# PROBLEM DETAILS
Repeat word for word every line of the data below, from the first through the line containing "use uuid::Uuid;", and stop there.
BEGIN SUPPLIED RECORDS
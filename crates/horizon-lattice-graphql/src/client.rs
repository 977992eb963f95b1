//! GraphQL client implementation.

use std::sync::Arc;
use std::time::Duration;

use http::header::{ACCEPT, CONTENT_TYPE};
use http::{HeaderMap, HeaderName, HeaderValue};
use serde::Serialize;
use serde::de::DeserializeOwned;
use tokio::sync::Mutex;
use url::Url;
use uuid::Uuid;

use crate::codec::{DefaultCodec, MessageCodec};
use crate::connection::{Connection, ConnectionConfig, ConnectionShared, ConnectionState};
use crate::error::{ClientError, Result};
use crate::plugin::Plugin;
use crate::request::GraphQLRequest;
use crate::response::GraphQLResponse;
use crate::subscription::{ChannelHandler, SubscriptionStream};

/// Builder for creating a GraphQL client.
pub struct GraphQLClientBuilder {
    endpoint: String,
    websocket_url: Option<String>,
    default_headers: Vec<(String, String)>,
    plugin: Option<Arc<dyn Plugin>>,
    request_timeout: Option<Duration>,
    connection_timeout: Duration,
    connection_ack_timeout: Option<Duration>,
    start_ack_timeout: Option<Duration>,
    websocket_extensions: Option<String>,
}

impl GraphQLClientBuilder {
    /// Create a new builder with the specified GraphQL endpoint URL.
    pub fn new(endpoint: impl Into<String>) -> Self {
        Self {
            endpoint: endpoint.into(),
            websocket_url: None,
            default_headers: Vec::new(),
            plugin: None,
            request_timeout: None,
            connection_timeout: Duration::from_secs(30),
            connection_ack_timeout: Some(Duration::from_secs(30)),
            start_ack_timeout: Some(Duration::from_secs(30)),
            websocket_extensions: Some(crate::connection::DEFAULT_WEBSOCKET_EXTENSIONS.into()),
        }
    }

    /// Set a separate WebSocket URL for subscriptions.
    ///
    /// If not set, the codec derives it from the endpoint
    /// (http:// -> ws://, https:// -> wss://).
    pub fn websocket_url(mut self, url: impl Into<String>) -> Self {
        self.websocket_url = Some(url.into());
        self
    }

    /// Add a default header to all requests, including the websocket upgrade.
    pub fn header(mut self, name: impl Into<String>, value: impl Into<String>) -> Self {
        self.default_headers.push((name.into(), value.into()));
        self
    }

    /// Set bearer token authentication.
    pub fn bearer_auth(self, token: impl AsRef<str>) -> Self {
        let value = format!("Bearer {}", token.as_ref());
        self.header("Authorization", value)
    }

    /// Install a backend plugin.
    pub fn plugin(mut self, plugin: impl Plugin + 'static) -> Self {
        self.plugin = Some(Arc::new(plugin));
        self
    }

    /// Set the request timeout for HTTP operations.
    pub fn request_timeout(mut self, timeout: Duration) -> Self {
        self.request_timeout = Some(timeout);
        self
    }

    /// Set the connect and handshake timeout for the subscription socket.
    pub fn connection_timeout(mut self, timeout: Duration) -> Self {
        self.connection_timeout = timeout;
        self
    }

    /// How long to wait for `connection_ack`.
    ///
    /// Set to `None` to wait indefinitely.
    pub fn connection_ack_timeout(mut self, timeout: Option<Duration>) -> Self {
        self.connection_ack_timeout = timeout;
        self
    }

    /// How long a subscription waits for `start_ack` once its `start` frame
    /// is written. Only applies to backends that send `start_ack`, such as
    /// AppSync.
    ///
    /// Set to `None` to wait indefinitely.
    pub fn start_ack_timeout(mut self, timeout: Option<Duration>) -> Self {
        self.start_ack_timeout = timeout;
        self
    }

    /// The `Sec-WebSocket-Extensions` value offered during the upgrade.
    ///
    /// Set to `None` to omit the header.
    pub fn websocket_extensions(mut self, extensions: Option<String>) -> Self {
        self.websocket_extensions = extensions;
        self
    }

    /// Build the GraphQL client.
    pub fn build(self) -> Result<GraphQLClient> {
        let endpoint = Url::parse(&self.endpoint)?;
        let websocket_url = self.websocket_url.as_deref().map(Url::parse).transpose()?;

        let mut headers = HeaderMap::new();
        for (name, value) in &self.default_headers {
            headers.insert(
                HeaderName::try_from(name.as_str())?,
                HeaderValue::try_from(value.as_str())?,
            );
        }

        let mut http = reqwest::Client::builder();
        if let Some(timeout) = self.request_timeout {
            http = http.timeout(timeout);
        }
        let http = http.build()?;

        let mut connection = ConnectionConfig::new(endpoint.clone());
        connection.websocket_url = websocket_url;
        connection.headers = headers.clone();
        connection.extensions = self.websocket_extensions;
        connection.connection_timeout = self.connection_timeout;
        connection.ack_timeout = self.connection_ack_timeout;
        connection.start_ack_timeout = self.start_ack_timeout;

        Ok(GraphQLClient {
            inner: Arc::new(GraphQLClientInner {
                http,
                endpoint,
                headers,
                plugin: self.plugin,
                connection_config: connection,
                connection: Mutex::new(None),
            }),
        })
    }
}

struct GraphQLClientInner {
    http: reqwest::Client,
    endpoint: Url,
    headers: HeaderMap,
    plugin: Option<Arc<dyn Plugin>>,
    connection_config: ConnectionConfig,
    connection: Mutex<Option<Connection>>,
}

/// A GraphQL client for queries, mutations, and subscriptions.
///
/// Queries and mutations are plain HTTP POSTs. Subscriptions share one
/// websocket, opened on the first [`subscribe`](Self::subscribe) and
/// replaced by a fresh one if it terminates. Clones share the socket; it is
/// closed when the last clone is dropped.
///
/// # Example
///
/// ```ignore
/// use horizon_lattice_graphql::{GraphQLClient, GraphQLRequest};
///
/// let client = GraphQLClient::builder("https://api.example.com/graphql")
///     .bearer_auth("my-token")
///     .build()?;
///
/// // Execute a query
/// let users: Value = client.query("{ users { id name } }", json!({})).await?;
///
/// // Subscribe to events
/// let request = GraphQLRequest::subscription("subscription { events { id } }");
/// let mut stream = client.subscribe::<Value>(request).await?;
/// while let Some(event) = stream.next().await {
///     println!("{:?}", event?);
/// }
/// ```
#[derive(Clone)]
pub struct GraphQLClient {
    inner: Arc<GraphQLClientInner>,
}

impl GraphQLClient {
    /// Create a new builder for configuring a GraphQL client.
    pub fn builder(endpoint: impl Into<String>) -> GraphQLClientBuilder {
        GraphQLClientBuilder::new(endpoint)
    }

    /// Get the HTTP endpoint URL.
    pub fn endpoint(&self) -> &Url {
        &self.inner.endpoint
    }

    /// Execute a GraphQL operation (query or mutation) and return the raw
    /// response envelope.
    ///
    /// For subscriptions, use `subscribe()` instead.
    pub async fn execute(&self, request: &GraphQLRequest) -> Result<GraphQLResponse> {
        if request.is_subscription() {
            return Err(ClientError::Request(
                "use subscribe() for subscription operations".into(),
            ));
        }

        let mut headers = self.inner.headers.clone();
        if let Some(plugin) = &self.inner.plugin {
            plugin.decorate(&mut headers, false)?;
        }
        let body = serde_json::to_vec(request)
            .map_err(|e| ClientError::Request(format!("failed to encode request: {e}")))?;

        tracing::debug!(
            target: "horizon_lattice_graphql::client",
            operation = ?request.operation_type(),
            "executing"
        );
        let response = self
            .inner
            .http
            .post(self.inner.endpoint.clone())
            .headers(headers)
            .header(CONTENT_TYPE, "application/json")
            .header(ACCEPT, "application/json")
            .body(body)
            .send()
            .await?;

        let status = response.status();
        if !status.is_success() {
            let body = response.text().await.ok();
            // servers often report GraphQL errors with a 4xx status
            if let Some(errors) = body
                .as_deref()
                .and_then(|text| serde_json::from_str::<GraphQLResponse>(text).ok())
                .filter(GraphQLResponse::has_errors)
                .map(|response| response.errors)
            {
                return Err(ClientError::Response(errors));
            }
            tracing::warn!(
                target: "horizon_lattice_graphql::client",
                status = status.as_u16(),
                "request failed"
            );
            return Err(ClientError::HttpStatus {
                status: status.as_u16(),
                message: body,
            });
        }

        Ok(response.json::<GraphQLResponse>().await?)
    }

    /// Run a query and decode its `data` into `T`.
    ///
    /// A response carrying errors fails with [`ClientError::Response`], even
    /// if it also carries data.
    pub async fn query<T: DeserializeOwned>(
        &self,
        query: impl Into<String>,
        variables: impl Serialize,
    ) -> Result<T> {
        let request = GraphQLRequest::query(query).variables(variables)?;
        self.execute(&request).await?.into_data()
    }

    /// Run a mutation and decode its `data` into `T`.
    pub async fn mutation<T: DeserializeOwned>(
        &self,
        mutation: impl Into<String>,
        variables: impl Serialize,
    ) -> Result<T> {
        let request = GraphQLRequest::mutation(mutation).variables(variables)?;
        self.execute(&request).await?.into_data()
    }

    /// Start a subscription.
    ///
    /// Opens the subscription socket if needed. The `start` frame is queued
    /// and sent once the server has acknowledged the connection.
    pub async fn subscribe<T: DeserializeOwned>(
        &self,
        request: GraphQLRequest,
    ) -> Result<SubscriptionStream<T>> {
        if !request.is_subscription() {
            return Err(ClientError::Request(
                "expected a subscription operation".into(),
            ));
        }

        let connection = self.connection().await?;
        let id = Uuid::new_v4().to_string();
        let (handler, receiver) = ChannelHandler::new();
        connection.subscribe(&id, request, Arc::new(handler))?;

        tracing::debug!(target: "horizon_lattice_graphql::client", id = %id, "subscribed");
        Ok(SubscriptionStream::new(
            id,
            receiver,
            Arc::downgrade(&connection),
        ))
    }

    /// State of the subscription socket, if one has been opened.
    pub async fn connection_state(&self) -> Option<ConnectionState> {
        self.inner.connection.lock().await.as_ref().map(Connection::state)
    }

    /// The live connection, opening a new one if there is none or the last
    /// one terminated.
    async fn connection(&self) -> Result<Arc<ConnectionShared>> {
        let mut guard = self.inner.connection.lock().await;
        if let Some(connection) = guard.as_ref() {
            if !connection.state().is_terminated() {
                return Ok(connection.shared().clone());
            }
            tracing::debug!(
                target: "horizon_lattice_graphql::client",
                "replacing terminated connection"
            );
        }

        let codec: Arc<dyn MessageCodec> = match &self.inner.plugin {
            Some(plugin) => plugin.codec(&self.inner.endpoint)?,
            None => Arc::new(DefaultCodec),
        };
        let mut config = self.inner.connection_config.clone();
        if let Some(plugin) = &self.inner.plugin {
            plugin.decorate(&mut config.headers, true)?;
        }

        let connection = Connection::open(&config, codec).await?;
        let shared = connection.shared().clone();
        *guard = Some(connection);
        Ok(shared)
    }
}

impl std::fmt::Debug for GraphQLClient {
    fn fmt(&self, f: &mut std::fmt::Formatter<'_>) -> std::fmt::Result {
        f.debug_struct("GraphQLClient")
            .field("endpoint", &self.inner.endpoint.as_str())
            .field("plugin", &self.inner.plugin)
            .finish()
    }
}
END SUPPLIED RECORDS
# THE ANSWER
filename crates/horizon-lattice-graphql/src/client.rs
repository 977992eb963f95b1
//! GraphQL client implementation.

use std::sync::Arc;
use std::time::Duration;

use http::header::{ACCEPT, CONTENT_TYPE};
use http::{HeaderMap, HeaderName, HeaderValue};
use serde::Serialize;
use serde::de::DeserializeOwned;
use tokio::sync::Mutex;
use url::Url;
use uuid::Uuid;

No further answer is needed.